Weil die Bundesregierung das Werbeverbot für Tabakprodukte noch immer nicht umgesetzt hat, hat die EU-Kommission Deutschland vor dem Europäischen Gerichtshof verklagt. Nun will sich Deutschland sputen.


Brüssel - Vor dem Europäischen Gerichtshof (EuGH) in Luxemburg läuft bereits eine Klage gegen das Werbeverbot, die Deutschland angestrengt hatte. Der Generalanwalt des Gerichts hatte Mitte Juni allerdings empfohlen, die Klage zurückzuweisen. In der Regel hält sich das Gericht an die Empfehlung.

Nach der EU-Richtlinie soll in Zeitschriften, Zeitungen und im Internet nicht mehr für Zigaretten oder andere Tabakerzeugnisse geworben werden dürfen. Auch das grenzüberschreitende Sponsoring von Großveranstaltungen durch Tabakkonzerne wird verboten. In ihrer Klage aus dem Jahre 2003 hatte die Bundesregierung geltend gemacht, dass die Regelung ein unverhältnismäßiger Eingriff in die Werbefreiheit sei und damit gegen die Gesetzgebungen des EU-Binnenmarktes verstoße.

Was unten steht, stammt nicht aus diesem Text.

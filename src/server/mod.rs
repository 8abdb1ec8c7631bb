//! Echo server: accept loop and shutdown coordination.
//!
//! # Data Flow
//! ```text
//! Server::new        bind listener, apply options
//! listen_and_serve   spawn signal watcher, then loop:
//!     accept → track → spawn handler (mirror bytes until EOF/deadline/error)
//!     Closed → wait for tracked handlers → return
//! shutdown           close listener (never blocks, safe to repeat)
//! ```
//!
//! # Design Decisions
//! - The logger is an injected `tracing::Dispatch`, not the global default
//! - In-flight connections are never force-closed; they drain through their
//!   own deadlines, so shutdown latency is bounded by the timeout
//! - The drain happens on the accept loop's exit path, not in `shutdown`

pub mod handler;
pub mod options;

use std::future::Future;
use std::net::{Ipv4Addr, SocketAddr};
use std::time::Duration;

use tracing::instrument::WithSubscriber;
use tracing::Dispatch;

use crate::net::connection::ConnectionTracker;
use crate::net::listener::{Listener, ListenerCloser, ListenerError};

pub use options::{with_timeout, ServerOption, ServerSettings, DEFAULT_TIMEOUT};

/// Accepts TCP connections and echoes every byte back.
///
/// Once it has been shut down it is not reusable: a second
/// [`Server::listen_and_serve`] returns right away.
#[derive(Debug)]
pub struct Server {
    listener: Listener,
    logger: Dispatch,
    timeout: Duration,
    tracker: ConnectionTracker,
}

impl Server {
    /// Bind `0.0.0.0:port` and apply `options` over the defaults.
    pub async fn new<I>(logger: Dispatch, port: u16, options: I) -> Result<Self, ListenerError>
    where
        I: IntoIterator<Item = ServerOption>,
    {
        Self::bind(logger, SocketAddr::from((Ipv4Addr::UNSPECIFIED, port)), options).await
    }

    /// Like [`Server::new`] but binds an explicit address.
    pub async fn bind<I>(logger: Dispatch, addr: SocketAddr, options: I) -> Result<Self, ListenerError>
    where
        I: IntoIterator<Item = ServerOption>,
    {
        let listener = Listener::bind(addr)
            .with_subscriber(logger.clone())
            .await?;
        let settings = ServerSettings::from_options(options);

        Ok(Self {
            listener,
            logger,
            timeout: settings.timeout,
            tracker: ConnectionTracker::new(),
        })
    }

    /// The listener's bound address.
    pub fn addr(&self) -> SocketAddr {
        self.listener.local_addr()
    }

    /// Effective per-connection timeout.
    pub fn timeout(&self) -> Duration {
        self.timeout
    }

    /// Number of connection handlers still running.
    pub fn active_connections(&self) -> u64 {
        self.tracker.active_count()
    }

    /// A cloneable handle that can shut this server down from another task.
    pub fn shutdown_handle(&self) -> ShutdownHandle {
        ShutdownHandle {
            closer: self.listener.closer(),
            logger: self.logger.clone(),
            addr: self.addr(),
        }
    }

    /// Stop accepting new connections.
    ///
    /// In-flight connections are left alone. Does not wait for them; that
    /// happens when [`Server::listen_and_serve`] returns.
    pub fn shutdown(&self) {
        self.shutdown_handle().shutdown();
    }

    /// Serve until `signal` resolves or [`Server::shutdown`] is called, then
    /// wait for every in-flight connection to finish.
    pub async fn listen_and_serve<F>(&self, signal: F)
    where
        F: Future<Output = ()> + Send + 'static,
    {
        self.serve(signal)
            .with_subscriber(self.logger.clone())
            .await
    }

    async fn serve<F>(&self, signal: F)
    where
        F: Future<Output = ()> + Send + 'static,
    {
        let addr = self.addr();
        tracing::info!(%addr, "start accepting tcp conns");

        let watcher = {
            let handle = self.shutdown_handle();
            tokio::spawn(async move {
                signal.await;
                handle.shutdown();
            })
        };

        loop {
            match self.listener.accept().await {
                Ok((stream, remote_addr)) => {
                    let guard = self.tracker.track();
                    let task = handler::handle_connection(stream, remote_addr, self.timeout, guard);
                    tokio::spawn(task.with_subscriber(self.logger.clone()));
                }
                Err(ListenerError::Closed) => {
                    tracing::info!(%addr, "waiting for clients to disconnect");
                    self.tracker.wait_idle().await;
                    tracing::info!(%addr, "shutting down server");
                    break;
                }
                Err(e) => {
                    tracing::error!(error = %e, "accept conn");
                }
            }
        }

        watcher.abort();
    }
}

/// Closes a [`Server`]'s listener from any task.
#[derive(Debug, Clone)]
pub struct ShutdownHandle {
    closer: ListenerCloser,
    logger: Dispatch,
    addr: SocketAddr,
}

impl ShutdownHandle {
    /// Stop accepting new connections. Repeated calls are no-ops.
    pub fn shutdown(&self) {
        tracing::dispatcher::with_default(&self.logger, || {
            let addr = self.addr;
            let closed = self.closer.close_with(|| {
                tracing::info!(%addr, "shutdown signal received");
                tracing::info!(%addr, "stop accepting tcp conns");
            });
            if !closed {
                tracing::debug!(%addr, "listener already closed");
            }
        });
    }

    pub fn is_shutdown(&self) -> bool {
        self.closer.is_closed()
    }
}

#[cfg(test)]
mod tests {
    use super::*;
    use crate::observability::logging::{level_filter, new_logger_timeless, LogFormat};
    use std::sync::{Arc, Mutex};
    use tokio::io::{AsyncReadExt, AsyncWriteExt};
    use tokio::net::TcpStream;
    use tracing::Level;

    #[derive(Clone, Default)]
    struct Capture(Arc<Mutex<Vec<u8>>>);

    impl std::io::Write for Capture {
        fn write(&mut self, buf: &[u8]) -> std::io::Result<usize> {
            self.0.lock().unwrap().extend_from_slice(buf);
            Ok(buf.len())
        }

        fn flush(&mut self) -> std::io::Result<()> {
            Ok(())
        }
    }

    impl Capture {
        fn lines(&self) -> Vec<String> {
            String::from_utf8(self.0.lock().unwrap().clone())
                .unwrap()
                .lines()
                .map(str::to_owned)
                .collect()
        }
    }

    fn quiet_logger() -> Dispatch {
        new_logger_timeless(std::io::sink, level_filter(Level::ERROR, None), LogFormat::Text)
    }

    async fn local_server(options: Vec<ServerOption>) -> Server {
        Server::bind(quiet_logger(), SocketAddr::from((Ipv4Addr::LOCALHOST, 0)), options)
            .await
            .unwrap()
    }

    #[tokio::test]
    async fn new_binds_ephemeral_port() {
        let server = Server::new(quiet_logger(), 0, []).await.unwrap();
        assert_ne!(server.addr().port(), 0);
        assert_eq!(server.timeout(), DEFAULT_TIMEOUT);
        assert_eq!(server.active_connections(), 0);
    }

    #[tokio::test]
    async fn new_fails_when_port_taken() {
        let first = Server::new(quiet_logger(), 0, []).await.unwrap();
        let err = Server::new(quiet_logger(), first.addr().port(), [])
            .await
            .unwrap_err();
        assert!(matches!(err, ListenerError::Bind { .. }));
    }

    #[tokio::test]
    async fn with_timeout_overrides_default() {
        let server = local_server(vec![with_timeout(Duration::from_millis(100))]).await;
        assert_eq!(server.timeout(), Duration::from_millis(100));
    }

    #[tokio::test]
    async fn shutdown_before_serve_returns_immediately() {
        let server = local_server(vec![]).await;
        server.shutdown();
        server.shutdown();
        assert!(server.shutdown_handle().is_shutdown());
        assert!(TcpStream::connect(server.addr()).await.is_err());

        tokio::time::timeout(
            Duration::from_secs(1),
            server.listen_and_serve(std::future::pending()),
        )
        .await
        .expect("serve returns after an empty drain");
    }

    #[tokio::test]
    async fn serve_after_shutdown_is_a_no_op() {
        let server = local_server(vec![]).await;
        let (tx, rx) = tokio::sync::oneshot::channel::<()>();
        tx.send(()).unwrap();

        server
            .listen_and_serve(async move {
                let _ = rx.await;
            })
            .await;

        tokio::time::timeout(
            Duration::from_secs(1),
            server.listen_and_serve(std::future::pending()),
        )
        .await
        .expect("second serve does not block");
    }

    #[tokio::test]
    async fn accept_error_is_logged_and_serving_continues() {
        let capture = Capture::default();
        let writer = capture.clone();
        let logger = new_logger_timeless(
            move || writer.clone(),
            level_filter(Level::INFO, None),
            LogFormat::Text,
        );
        let server = Server::bind(logger, SocketAddr::from((Ipv4Addr::LOCALHOST, 0)), [])
            .await
            .unwrap();
        server.listener.fail_next_accepts(1);
        let server = Arc::new(server);

        let serving = {
            let server = Arc::clone(&server);
            tokio::spawn(async move { server.listen_and_serve(std::future::pending()).await })
        };

        let mut stream = TcpStream::connect(server.addr()).await.unwrap();
        stream.write_all(b"after").await.unwrap();
        let mut buf = [0u8; 5];
        stream.read_exact(&mut buf).await.unwrap();
        assert_eq!(&buf, b"after");
        drop(stream);

        server.shutdown();
        tokio::time::timeout(Duration::from_secs(2), serving)
            .await
            .expect("serve returns after shutdown")
            .unwrap();

        let lines = capture.lines();
        let failures: Vec<_> = lines.iter().filter(|l| l.contains("accept conn")).collect();
        assert_eq!(failures.len(), 1, "{lines:?}");
        assert!(failures[0].contains("ERROR"));
        assert!(failures[0].contains("connection aborted"));
        assert!(lines.iter().any(|l| l.contains("accepted conn")));
    }
}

Nach der Stellungnahme des EuGH-Generalanwalts kündigte die Bundesregierung an, unverzüglich ein Gesetz auf den Weg zu bringen, um die EU-Richtlinie umzusetzen. In Kommissionskreisen hieß es, wenn das Werbeverbot in Deutschland Gesetz sei, würde die Klage Brüssels vor dem EuGH nichtig.